Stored data entries:
#####
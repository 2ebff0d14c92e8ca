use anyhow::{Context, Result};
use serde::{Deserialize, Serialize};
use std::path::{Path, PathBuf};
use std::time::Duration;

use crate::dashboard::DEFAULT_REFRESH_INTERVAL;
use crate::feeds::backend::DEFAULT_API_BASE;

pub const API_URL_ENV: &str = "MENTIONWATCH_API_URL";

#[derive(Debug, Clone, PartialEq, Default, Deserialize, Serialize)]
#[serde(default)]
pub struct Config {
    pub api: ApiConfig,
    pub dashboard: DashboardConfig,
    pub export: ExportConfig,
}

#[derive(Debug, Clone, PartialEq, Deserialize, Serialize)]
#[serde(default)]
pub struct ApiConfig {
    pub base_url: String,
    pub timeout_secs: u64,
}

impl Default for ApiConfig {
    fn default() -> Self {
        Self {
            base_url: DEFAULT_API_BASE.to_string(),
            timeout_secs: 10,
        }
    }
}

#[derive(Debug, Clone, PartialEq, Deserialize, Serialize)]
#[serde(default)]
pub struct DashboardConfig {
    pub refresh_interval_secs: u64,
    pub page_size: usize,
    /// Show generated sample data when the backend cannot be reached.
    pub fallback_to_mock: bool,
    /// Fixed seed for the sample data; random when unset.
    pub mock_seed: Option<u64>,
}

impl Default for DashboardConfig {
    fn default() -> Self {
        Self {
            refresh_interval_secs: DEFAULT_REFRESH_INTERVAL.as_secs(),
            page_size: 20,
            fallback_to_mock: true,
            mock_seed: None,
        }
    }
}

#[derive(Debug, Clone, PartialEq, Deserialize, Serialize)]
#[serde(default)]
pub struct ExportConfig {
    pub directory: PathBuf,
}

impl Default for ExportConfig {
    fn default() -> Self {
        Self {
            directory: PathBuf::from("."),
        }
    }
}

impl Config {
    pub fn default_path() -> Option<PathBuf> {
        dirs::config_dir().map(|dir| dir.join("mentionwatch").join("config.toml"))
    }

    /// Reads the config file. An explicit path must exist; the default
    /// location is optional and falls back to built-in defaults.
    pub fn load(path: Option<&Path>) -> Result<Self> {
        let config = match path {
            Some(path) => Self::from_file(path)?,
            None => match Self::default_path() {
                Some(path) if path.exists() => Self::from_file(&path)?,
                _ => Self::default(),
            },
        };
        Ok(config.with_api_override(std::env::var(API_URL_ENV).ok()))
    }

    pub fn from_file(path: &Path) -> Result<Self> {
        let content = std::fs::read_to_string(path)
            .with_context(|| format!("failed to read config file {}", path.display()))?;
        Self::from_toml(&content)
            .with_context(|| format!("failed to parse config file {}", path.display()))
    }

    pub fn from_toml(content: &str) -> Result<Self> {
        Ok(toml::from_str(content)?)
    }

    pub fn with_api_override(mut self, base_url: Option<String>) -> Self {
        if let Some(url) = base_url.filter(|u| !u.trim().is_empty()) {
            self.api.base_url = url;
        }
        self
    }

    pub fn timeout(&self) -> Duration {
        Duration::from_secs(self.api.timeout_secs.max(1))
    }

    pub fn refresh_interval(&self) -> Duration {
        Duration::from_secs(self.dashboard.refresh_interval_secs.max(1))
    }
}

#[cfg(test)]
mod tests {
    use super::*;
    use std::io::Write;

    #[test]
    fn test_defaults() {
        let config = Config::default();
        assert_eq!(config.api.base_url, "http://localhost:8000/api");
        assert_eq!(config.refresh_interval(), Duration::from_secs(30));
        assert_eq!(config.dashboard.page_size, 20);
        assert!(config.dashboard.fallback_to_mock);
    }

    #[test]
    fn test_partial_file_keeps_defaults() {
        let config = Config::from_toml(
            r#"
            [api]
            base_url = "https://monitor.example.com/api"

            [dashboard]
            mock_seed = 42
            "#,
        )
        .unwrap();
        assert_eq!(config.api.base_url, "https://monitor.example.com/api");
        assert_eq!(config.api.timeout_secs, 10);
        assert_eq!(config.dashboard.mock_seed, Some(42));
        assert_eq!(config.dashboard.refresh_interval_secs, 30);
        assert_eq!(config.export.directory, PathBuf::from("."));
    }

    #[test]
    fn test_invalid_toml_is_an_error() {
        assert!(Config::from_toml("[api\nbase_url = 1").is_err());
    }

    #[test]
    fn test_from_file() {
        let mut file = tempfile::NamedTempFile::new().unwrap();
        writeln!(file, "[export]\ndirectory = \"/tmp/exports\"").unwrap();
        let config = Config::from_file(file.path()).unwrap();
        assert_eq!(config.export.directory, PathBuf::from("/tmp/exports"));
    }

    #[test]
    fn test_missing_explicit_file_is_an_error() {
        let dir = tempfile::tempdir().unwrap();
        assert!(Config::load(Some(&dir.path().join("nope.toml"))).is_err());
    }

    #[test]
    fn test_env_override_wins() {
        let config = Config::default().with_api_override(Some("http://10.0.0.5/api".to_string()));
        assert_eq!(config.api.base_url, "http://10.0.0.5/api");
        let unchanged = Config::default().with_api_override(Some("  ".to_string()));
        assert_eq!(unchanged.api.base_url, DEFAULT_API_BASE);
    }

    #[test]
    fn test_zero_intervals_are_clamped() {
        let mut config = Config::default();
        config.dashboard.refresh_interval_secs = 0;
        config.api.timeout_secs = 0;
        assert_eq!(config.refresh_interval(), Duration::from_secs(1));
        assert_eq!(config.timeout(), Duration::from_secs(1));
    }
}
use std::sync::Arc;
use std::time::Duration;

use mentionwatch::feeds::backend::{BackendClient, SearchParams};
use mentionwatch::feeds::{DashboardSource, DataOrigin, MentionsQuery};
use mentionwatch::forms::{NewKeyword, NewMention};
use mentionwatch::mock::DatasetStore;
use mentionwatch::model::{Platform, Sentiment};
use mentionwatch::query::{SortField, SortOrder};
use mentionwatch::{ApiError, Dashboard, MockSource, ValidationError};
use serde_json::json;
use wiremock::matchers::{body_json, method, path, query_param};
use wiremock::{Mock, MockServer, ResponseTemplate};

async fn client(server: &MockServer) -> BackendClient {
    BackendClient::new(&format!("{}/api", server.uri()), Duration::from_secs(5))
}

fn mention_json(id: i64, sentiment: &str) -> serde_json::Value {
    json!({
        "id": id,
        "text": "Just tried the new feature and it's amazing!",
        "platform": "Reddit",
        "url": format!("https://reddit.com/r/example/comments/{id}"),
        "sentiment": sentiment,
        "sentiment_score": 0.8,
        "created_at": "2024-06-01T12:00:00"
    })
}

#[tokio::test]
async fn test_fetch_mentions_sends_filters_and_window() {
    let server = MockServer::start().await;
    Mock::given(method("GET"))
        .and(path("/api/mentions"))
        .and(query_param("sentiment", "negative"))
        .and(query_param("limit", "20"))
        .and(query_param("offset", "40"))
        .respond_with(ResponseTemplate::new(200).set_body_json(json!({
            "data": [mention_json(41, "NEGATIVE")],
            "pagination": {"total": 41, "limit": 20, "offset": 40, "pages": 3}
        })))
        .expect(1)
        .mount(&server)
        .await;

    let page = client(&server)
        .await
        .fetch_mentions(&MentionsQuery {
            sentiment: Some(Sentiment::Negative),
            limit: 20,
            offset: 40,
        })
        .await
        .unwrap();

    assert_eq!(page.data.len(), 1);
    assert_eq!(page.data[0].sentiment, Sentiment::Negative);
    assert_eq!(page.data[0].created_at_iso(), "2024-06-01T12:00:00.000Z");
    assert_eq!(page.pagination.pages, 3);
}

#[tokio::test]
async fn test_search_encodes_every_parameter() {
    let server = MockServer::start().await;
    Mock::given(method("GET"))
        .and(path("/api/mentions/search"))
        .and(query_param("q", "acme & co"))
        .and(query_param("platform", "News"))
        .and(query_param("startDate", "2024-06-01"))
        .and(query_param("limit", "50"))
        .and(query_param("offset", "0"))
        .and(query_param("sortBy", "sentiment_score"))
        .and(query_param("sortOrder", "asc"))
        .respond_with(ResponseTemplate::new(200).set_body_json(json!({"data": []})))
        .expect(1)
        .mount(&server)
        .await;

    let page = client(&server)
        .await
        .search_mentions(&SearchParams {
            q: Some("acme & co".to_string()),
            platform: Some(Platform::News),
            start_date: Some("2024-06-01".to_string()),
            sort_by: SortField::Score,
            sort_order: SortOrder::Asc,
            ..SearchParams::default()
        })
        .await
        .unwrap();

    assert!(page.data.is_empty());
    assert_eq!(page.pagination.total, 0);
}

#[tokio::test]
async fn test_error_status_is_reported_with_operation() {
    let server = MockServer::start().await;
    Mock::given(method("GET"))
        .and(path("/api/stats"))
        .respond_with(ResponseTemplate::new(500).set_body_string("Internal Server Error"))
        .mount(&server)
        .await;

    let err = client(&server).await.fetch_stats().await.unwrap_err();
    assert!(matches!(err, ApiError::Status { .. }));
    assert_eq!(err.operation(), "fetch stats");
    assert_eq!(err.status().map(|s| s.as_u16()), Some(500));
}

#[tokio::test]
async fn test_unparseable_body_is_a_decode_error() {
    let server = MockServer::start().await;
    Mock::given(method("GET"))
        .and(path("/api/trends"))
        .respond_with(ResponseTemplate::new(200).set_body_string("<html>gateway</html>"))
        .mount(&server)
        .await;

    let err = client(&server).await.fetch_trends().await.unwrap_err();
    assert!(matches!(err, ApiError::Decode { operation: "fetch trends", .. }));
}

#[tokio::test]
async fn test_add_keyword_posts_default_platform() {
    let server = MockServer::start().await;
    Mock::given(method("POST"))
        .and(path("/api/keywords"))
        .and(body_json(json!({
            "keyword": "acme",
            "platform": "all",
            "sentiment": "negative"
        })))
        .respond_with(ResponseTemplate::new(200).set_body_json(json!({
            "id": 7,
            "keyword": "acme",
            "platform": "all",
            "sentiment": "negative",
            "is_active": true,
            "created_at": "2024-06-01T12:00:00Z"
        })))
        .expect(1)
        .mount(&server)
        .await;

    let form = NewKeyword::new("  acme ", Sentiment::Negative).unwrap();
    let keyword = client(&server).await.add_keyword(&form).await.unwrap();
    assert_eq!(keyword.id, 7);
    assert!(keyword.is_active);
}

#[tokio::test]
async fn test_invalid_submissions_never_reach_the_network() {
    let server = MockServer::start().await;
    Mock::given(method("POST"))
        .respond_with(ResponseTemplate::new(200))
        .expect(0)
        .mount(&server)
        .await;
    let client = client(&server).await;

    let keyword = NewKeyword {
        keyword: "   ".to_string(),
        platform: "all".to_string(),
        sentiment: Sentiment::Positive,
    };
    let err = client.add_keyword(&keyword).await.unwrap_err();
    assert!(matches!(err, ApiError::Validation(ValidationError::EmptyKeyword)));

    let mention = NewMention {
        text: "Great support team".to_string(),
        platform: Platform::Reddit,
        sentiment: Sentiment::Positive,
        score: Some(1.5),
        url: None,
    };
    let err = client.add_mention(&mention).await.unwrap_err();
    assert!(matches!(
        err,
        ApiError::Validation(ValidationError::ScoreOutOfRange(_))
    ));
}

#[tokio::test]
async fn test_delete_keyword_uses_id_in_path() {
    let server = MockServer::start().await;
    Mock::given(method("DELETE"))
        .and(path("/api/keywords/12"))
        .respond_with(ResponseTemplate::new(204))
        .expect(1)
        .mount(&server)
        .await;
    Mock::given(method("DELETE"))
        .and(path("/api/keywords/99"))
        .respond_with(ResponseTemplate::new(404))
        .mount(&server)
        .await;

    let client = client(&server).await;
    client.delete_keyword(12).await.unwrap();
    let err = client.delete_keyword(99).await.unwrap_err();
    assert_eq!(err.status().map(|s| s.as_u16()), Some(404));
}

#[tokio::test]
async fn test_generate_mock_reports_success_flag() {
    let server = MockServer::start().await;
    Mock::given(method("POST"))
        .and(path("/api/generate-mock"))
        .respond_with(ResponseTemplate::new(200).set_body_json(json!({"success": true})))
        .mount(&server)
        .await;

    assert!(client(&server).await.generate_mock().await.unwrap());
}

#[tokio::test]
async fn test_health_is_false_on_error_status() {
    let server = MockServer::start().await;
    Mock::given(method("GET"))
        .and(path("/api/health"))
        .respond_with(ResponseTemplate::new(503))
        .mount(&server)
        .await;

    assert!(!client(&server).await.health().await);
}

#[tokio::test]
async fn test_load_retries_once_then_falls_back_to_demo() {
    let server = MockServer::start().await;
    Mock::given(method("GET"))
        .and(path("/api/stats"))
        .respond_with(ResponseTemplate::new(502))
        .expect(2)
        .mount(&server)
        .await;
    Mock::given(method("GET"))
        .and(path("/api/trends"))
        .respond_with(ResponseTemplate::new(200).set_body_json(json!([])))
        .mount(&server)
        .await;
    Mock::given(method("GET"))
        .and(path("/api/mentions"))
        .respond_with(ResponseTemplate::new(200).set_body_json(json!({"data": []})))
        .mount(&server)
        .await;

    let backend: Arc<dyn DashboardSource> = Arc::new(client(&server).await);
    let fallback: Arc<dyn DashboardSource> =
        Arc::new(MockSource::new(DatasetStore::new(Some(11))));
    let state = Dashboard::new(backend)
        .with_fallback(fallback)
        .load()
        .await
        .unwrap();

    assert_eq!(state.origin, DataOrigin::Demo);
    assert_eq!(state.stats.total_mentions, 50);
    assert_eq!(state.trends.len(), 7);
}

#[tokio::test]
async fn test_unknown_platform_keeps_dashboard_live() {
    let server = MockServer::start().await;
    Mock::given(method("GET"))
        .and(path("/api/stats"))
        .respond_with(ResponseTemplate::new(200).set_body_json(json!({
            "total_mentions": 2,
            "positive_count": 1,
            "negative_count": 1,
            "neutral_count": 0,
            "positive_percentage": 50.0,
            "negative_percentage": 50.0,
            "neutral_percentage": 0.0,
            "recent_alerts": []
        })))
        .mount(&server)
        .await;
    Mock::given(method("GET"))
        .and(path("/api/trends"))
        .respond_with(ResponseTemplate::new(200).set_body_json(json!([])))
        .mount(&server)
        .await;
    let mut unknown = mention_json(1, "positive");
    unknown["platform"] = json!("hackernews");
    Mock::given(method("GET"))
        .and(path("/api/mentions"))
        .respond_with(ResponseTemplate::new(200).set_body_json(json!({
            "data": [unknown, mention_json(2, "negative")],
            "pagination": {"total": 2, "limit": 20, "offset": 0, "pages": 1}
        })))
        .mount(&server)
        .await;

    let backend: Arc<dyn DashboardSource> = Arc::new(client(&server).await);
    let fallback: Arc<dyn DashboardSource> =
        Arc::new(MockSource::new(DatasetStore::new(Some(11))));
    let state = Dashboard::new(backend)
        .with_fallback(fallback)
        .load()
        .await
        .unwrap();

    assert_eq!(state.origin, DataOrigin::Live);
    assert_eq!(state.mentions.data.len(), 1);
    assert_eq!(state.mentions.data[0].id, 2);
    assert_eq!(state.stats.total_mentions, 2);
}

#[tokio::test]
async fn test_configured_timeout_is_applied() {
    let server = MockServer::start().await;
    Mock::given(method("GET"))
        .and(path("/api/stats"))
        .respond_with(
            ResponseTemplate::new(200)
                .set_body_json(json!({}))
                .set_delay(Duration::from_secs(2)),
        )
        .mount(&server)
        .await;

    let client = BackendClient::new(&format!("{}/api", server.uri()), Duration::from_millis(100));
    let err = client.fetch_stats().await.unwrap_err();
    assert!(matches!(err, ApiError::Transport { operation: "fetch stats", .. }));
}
#####
== THE TASK ==
Restate word for word the entries above, starting at the line with "let config = Config::default();" and ending at the line with "let config = Config::from_file(file.path()).unwrap();", inclusive, and no others.

== EXERCISE SOLUTION ==
        let config = Config::default();
        assert_eq!(config.api.base_url, "http://localhost:8000/api");
        assert_eq!(config.refresh_interval(), Duration::from_secs(30));
        assert_eq!(config.dashboard.page_size, 20);
        assert!(config.dashboard.fallback_to_mock);
    }

    #[test]
    fn test_partial_file_keeps_defaults() {
        let config = Config::from_toml(
            r#"
            [api]
            base_url = "https://monitor.example.com/api"

            [dashboard]
            mock_seed = 42
            "#,
        )
        .unwrap();
        assert_eq!(config.api.base_url, "https://monitor.example.com/api");
        assert_eq!(config.api.timeout_secs, 10);
        assert_eq!(config.dashboard.mock_seed, Some(42));
        assert_eq!(config.dashboard.refresh_interval_secs, 30);
        assert_eq!(config.export.directory, PathBuf::from("."));
    }

    #[test]
    fn test_invalid_toml_is_an_error() {
        assert!(Config::from_toml("[api\nbase_url = 1").is_err());
    }

    #[test]
    fn test_from_file() {
        let mut file = tempfile::NamedTempFile::new().unwrap();
        writeln!(file, "[export]\ndirectory = \"/tmp/exports\"").unwrap();
        let config = Config::from_file(file.path()).unwrap();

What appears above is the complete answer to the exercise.